Reuben V. Anderson (born 1943) is an American attorney who served as a justice of the Mississippi Supreme Court from 1985 to 1990.

Early life
Anderson was born in 1943, in Jackson, Mississippi. His father was a bricklayer, and his great-great-grandparents were slaves. He graduated from Tougaloo College in 1965. He received his law degree in 1967, from the University of Mississippi, a mere five years after it admitted its first black student, James Meredith, and four years after it admitted its first black law student.

Career
Anderson first worked as a civil right lawyer, in the firm Anderson, Banks, Nichols & Leventhal, from 1967 to 1977, where he was the assistant counsel for the NAACP Legal Defense and Educational Fund in the Mississippi office.
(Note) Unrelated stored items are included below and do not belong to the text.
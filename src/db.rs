//! SQLite pool setup and embedded migrations.

use sqlx::{
    SqlitePool,
    migrate::Migrator,
    sqlite::{SqliteConnectOptions, SqlitePoolOptions},
};
use std::str::FromStr;

pub static MIGRATOR: Migrator = sqlx::migrate!("./migrations");

/// Open a pool for `database_url`, creating the database file if missing.
pub async fn connect(database_url: &str) -> Result<SqlitePool, sqlx::Error> {
    let options = SqliteConnectOptions::from_str(database_url)?.create_if_missing(true);
    SqlitePoolOptions::new()
        .max_connections(5)
        .connect_with(options)
        .await
}

pub async fn migrate(pool: &SqlitePool) -> Result<(), sqlx::migrate::MigrateError> {
    MIGRATOR.run(pool).await
}

/// Fresh in-memory database with the schema applied.
///
/// One connection only: every in-memory connection is its own database.
#[cfg(test)]
pub(crate) async fn test_pool() -> SqlitePool {
    let pool = SqlitePoolOptions::new()
        .max_connections(1)
        .idle_timeout(None)
        .max_lifetime(None)
        .connect("sqlite::memory:")
        .await
        .expect("open in-memory sqlite");
    migrate(&pool).await.expect("apply migrations");
    pool
}
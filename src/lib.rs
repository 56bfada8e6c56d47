//! How-to publishing service: compose a multi-step article with images and
//! attachments, store the blobs, persist the article, browse and search it.

pub mod config;
pub mod db;
pub mod errors;
pub mod handlers;
pub mod models;
pub mod routes;
pub mod services;
pub mod state;
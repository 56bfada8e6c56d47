//! Core data models for the how-to service.
//!
//! `object` maps the SQLite row of a stored blob, `file_meta` is the
//! descriptor handed back to callers once an upload completes, and `howto`
//! holds the article document together with its form input.

pub mod document;
pub mod file_meta;
pub mod howto;
pub mod object;
pub mod upload_status;
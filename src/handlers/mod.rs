pub mod file_handlers;
pub mod health_handlers;
pub mod howto_handlers;
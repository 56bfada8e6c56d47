//! Progress of a single upload workflow run.

use serde::{Serialize, Serializer, ser::SerializeMap};
use std::fmt;

/// Workflow phases, in the order they complete.
#[derive(Clone, Copy, Debug, PartialEq, Eq, Hash, PartialOrd, Ord)]
pub enum UploadPhase {
    Cover,
    StepImages,
    Files,
    Database,
    Complete,
}

impl UploadPhase {
    pub const ALL: [UploadPhase; 5] = [
        UploadPhase::Cover,
        UploadPhase::StepImages,
        UploadPhase::Files,
        UploadPhase::Database,
        UploadPhase::Complete,
    ];

    pub fn as_str(self) -> &'static str {
        match self {
            UploadPhase::Cover => "Cover",
            UploadPhase::StepImages => "Step Images",
            UploadPhase::Files => "Files",
            UploadPhase::Database => "Database",
            UploadPhase::Complete => "Complete",
        }
    }
}

impl fmt::Display for UploadPhase {
    fn fmt(&self, f: &mut fmt::Formatter<'_>) -> fmt::Result {
        f.write_str(self.as_str())
    }
}

/// Phase -> done flags. Starts all-false; flags only ever flip to true.
#[derive(Clone, Copy, Debug, Default, PartialEq, Eq)]
pub struct UploadStatus {
    done: [bool; 5],
}

impl UploadStatus {
    pub fn is_done(&self, phase: UploadPhase) -> bool {
        self.done[phase as usize]
    }

    pub fn mark(&mut self, phase: UploadPhase) {
        self.done[phase as usize] = true;
    }

    /// Last phase marked done, if any.
    pub fn last_completed(&self) -> Option<UploadPhase> {
        UploadPhase::ALL
            .into_iter()
            .rev()
            .find(|phase| self.is_done(*phase))
    }

    pub fn is_complete(&self) -> bool {
        self.is_done(UploadPhase::Complete)
    }
}

impl Serialize for UploadStatus {
    fn serialize<S: Serializer>(&self, serializer: S) -> Result<S::Ok, S::Error> {
        let mut map = serializer.serialize_map(Some(UploadPhase::ALL.len()))?;
        for phase in UploadPhase::ALL {
            map.serialize_entry(phase.as_str(), &self.is_done(phase))?;
        }
        map.end()
    }
}
//! Upload inputs and the descriptors that replace them once stored.

use bytes::Bytes;
use chrono::{DateTime, Utc};
use serde::{Deserialize, Serialize};

pub const DEFAULT_CONTENT_TYPE: &str = "application/octet-stream";

/// A blob that has not been uploaded yet.
#[derive(Clone, Debug)]
pub struct FileInput {
    pub name: String,
    pub content_type: Option<String>,
    pub data: Bytes,
}

impl FileInput {
    pub fn new(
        name: impl Into<String>,
        content_type: Option<String>,
        data: impl Into<Bytes>,
    ) -> Self {
        Self {
            name: name.into(),
            content_type,
            data: data.into(),
        }
    }

    /// Declared MIME type, falling back to `application/octet-stream`.
    pub fn content_type(&self) -> &str {
        self.content_type.as_deref().unwrap_or(DEFAULT_CONTENT_TYPE)
    }
}

/// Resolved metadata of a stored blob.
#[derive(Serialize, Deserialize, Clone, Debug, PartialEq, Eq)]
pub struct UploadedFileMeta {
    /// Original file name.
    pub name: String,

    /// Stored path (`{folder}/{name}`).
    pub full_path: String,

    /// Public URL the blob can be fetched from.
    pub download_url: String,

    pub content_type: String,

    /// Payload size in bytes.
    pub size: u64,

    /// MD5 of the payload, hex encoded.
    pub etag: String,

    pub time_created: DateTime<Utc>,
    pub updated: DateTime<Utc>,
}
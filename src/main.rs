use anyhow::Result;
use axum::Router;
use howto_service::{
    config::AppConfig, db, routes::routes::routes, services::local_object_store::LocalObjectStore,
    state::AppState,
};
use std::{fs, io::ErrorKind, path::Path, sync::Arc};
use tokio::net::TcpListener;
use tracing_subscriber::EnvFilter;

#[tokio::main]
async fn main() -> Result<()> {
    // --- Logging setup ---
    tracing_subscriber::fmt()
        .with_env_filter(EnvFilter::from_default_env())
        .init();

    // --- Parse config + migrate flag ---
    let (cfg, migrate) = AppConfig::from_env_and_args()?;

    tracing::info!("Starting howto-service with config: {:?}", cfg);

    // --- Ensure storage directory exists ---
    if !Path::new(&cfg.storage_dir).exists() {
        fs::create_dir_all(&cfg.storage_dir)?;
        tracing::info!("Created storage directory at {}", cfg.storage_dir);
    }

    // --- Initialize SQLite connection ---
    let db_url = &cfg.database_url;
    let db_path = db_url
        .trim_start_matches("sqlite://")
        .trim_start_matches("sqlite:")
        .trim_start_matches("file:");
    if let Some(parent) = Path::new(db_path).parent() {
        if !parent.as_os_str().is_empty() && !parent.exists() {
            fs::create_dir_all(parent)?;
            tracing::info!("Created missing directory {:?}", parent);
        }
    }
    tracing::debug!("Connecting to {}", db_url);
    let pool = Arc::new(db::connect(db_url).await?);

    db::migrate(&pool).await?;
    if migrate {
        tracing::info!("Database migration complete.");
        return Ok(());
    }

    // --- Initialize stores ---
    let objects = LocalObjectStore::new(pool.clone(), cfg.storage_dir.clone(), cfg.public_url.clone());
    let state = AppState::new(pool, objects, cfg.upload_status_ttl());

    // --- Build router ---
    let app: Router = routes(cfg.max_upload_bytes()).with_state(state);

    // --- Start server ---
    let addr = cfg.addr();
    let listener = match TcpListener::bind(&addr).await {
        Ok(listener) => listener,
        Err(err)
            if err.kind() == ErrorKind::PermissionDenied
                && matches!(cfg.host.as_str(), "0.0.0.0" | "::") =>
        {
            let fallback_addr = format!("127.0.0.1:{}", cfg.port);
            tracing::warn!(
                "Permission denied binding to {} ({}). Falling back to {}",
                addr,
                err,
                fallback_addr
            );
            TcpListener::bind(&fallback_addr).await?
        }
        Err(err) => return Err(err.into()),
    };

    tracing::info!("Server listening on http://{}", listener.local_addr()?);
    axum::serve(listener, app).await?;

    Ok(())
}
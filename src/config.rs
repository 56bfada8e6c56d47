use anyhow::{Context, Result};
use clap::Parser;
use std::{env, time::Duration};

/// Centralized application configuration.
/// Combines environment variables and CLI arguments.
#[derive(Debug, Clone, PartialEq, Eq)]
pub struct AppConfig {
    pub host: String,
    pub port: u16,
    pub storage_dir: String,
    pub database_url: String,
    /// Base of the download URLs handed out for stored files.
    pub public_url: String,
    /// Request body limit for multipart uploads.
    pub max_upload_mb: usize,
    /// Idle upload statuses are forgotten after this many seconds.
    pub upload_status_ttl_secs: u64,
}

/// Command-line + environment configuration.
#[derive(Parser, Debug, Default)]
#[command(author, version, about = "How-to publishing service")]
pub struct Args {
    /// Host to bind to (overrides HOWTO_HOST)
    #[arg(long)]
    pub host: Option<String>,

    /// Port to bind to (overrides HOWTO_PORT)
    #[arg(long)]
    pub port: Option<u16>,

    /// Directory where uploaded files are stored (overrides HOWTO_STORAGE_DIR)
    #[arg(long)]
    pub storage_dir: Option<String>,

    /// Database URL (overrides HOWTO_DATABASE_URL)
    #[arg(long)]
    pub database_url: Option<String>,

    /// Public base URL used in download links (overrides HOWTO_PUBLIC_URL)
    #[arg(long)]
    pub public_url: Option<String>,

    /// Maximum upload request size in MiB (overrides HOWTO_MAX_UPLOAD_MB)
    #[arg(long)]
    pub max_upload_mb: Option<usize>,

    /// Seconds an idle upload status is kept (overrides HOWTO_UPLOAD_STATUS_TTL_SECS)
    #[arg(long)]
    pub upload_status_ttl_secs: Option<u64>,

    /// Run migrations and exit
    #[arg(long)]
    pub migrate: bool,
}

impl AppConfig {
    /// Parse environment variables + CLI args into AppConfig and migrate flag.
    pub fn from_env_and_args() -> Result<(Self, bool)> {
        let args = Args::parse();
        let migrate = args.migrate;
        Ok((Self::merge(args)?, migrate))
    }

    /// CLI values win over environment values, which win over defaults.
    pub fn merge(args: Args) -> Result<Self> {
        let env_host = env::var("HOWTO_HOST").unwrap_or_else(|_| "0.0.0.0".into());
        let env_port = parse_env("HOWTO_PORT", 3000u16)?;
        let env_storage =
            env::var("HOWTO_STORAGE_DIR").unwrap_or_else(|_| "./data/objects".into());
        let env_db = env::var("HOWTO_DATABASE_URL")
            .unwrap_or_else(|_| "sqlite://./data/meta/howto.db".into());
        let env_max_upload = parse_env("HOWTO_MAX_UPLOAD_MB", 50usize)?;
        let env_status_ttl = parse_env("HOWTO_UPLOAD_STATUS_TTL_SECS", 3600u64)?;

        let host = args.host.unwrap_or(env_host);
        let port = args.port.unwrap_or(env_port);
        let public_url = match args.public_url.or_else(|| env::var("HOWTO_PUBLIC_URL").ok()) {
            Some(url) => url,
            None => format!("http://{}:{}", public_host(&host), port),
        };

        Ok(Self {
            host,
            port,
            storage_dir: args.storage_dir.unwrap_or(env_storage),
            database_url: args.database_url.unwrap_or(env_db),
            public_url,
            max_upload_mb: args.max_upload_mb.unwrap_or(env_max_upload),
            upload_status_ttl_secs: args.upload_status_ttl_secs.unwrap_or(env_status_ttl),
        })
    }

    pub fn addr(&self) -> String {
        format!("{}:{}", self.host, self.port)
    }

    pub fn max_upload_bytes(&self) -> usize {
        self.max_upload_mb.saturating_mul(1024 * 1024)
    }

    pub fn upload_status_ttl(&self) -> Duration {
        Duration::from_secs(self.upload_status_ttl_secs)
    }
}

fn parse_env<T>(key: &str, default: T) -> Result<T>
where
    T: std::str::FromStr,
    T::Err: std::error::Error + Send + Sync + 'static,
{
    match env::var(key) {
        Ok(value) => value
            .parse::<T>()
            .with_context(|| format!("parsing {} value `{}`", key, value)),
        Err(env::VarError::NotPresent) => Ok(default),
        Err(err) => Err(err).with_context(|| format!("reading {}", key)),
    }
}

/// Wildcard bind addresses are not reachable from a browser.
fn public_host(host: &str) -> &str {
    match host {
        "0.0.0.0" | "::" => "localhost",
        other => other,
    }
}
Anderson was appointed to the Jackson Municipal Court, where he served two years. He  then spent four years as a Hinds County Court Judge. Next, for three years, Anderson was a judge on the 7th Circuit Court of Appeals. In 1985 Anderson was appointed to the State Supreme Court, becoming the first black judge on that court. Following his resignation, Anderson was succeeded on the court by Fred L. Banks Jr.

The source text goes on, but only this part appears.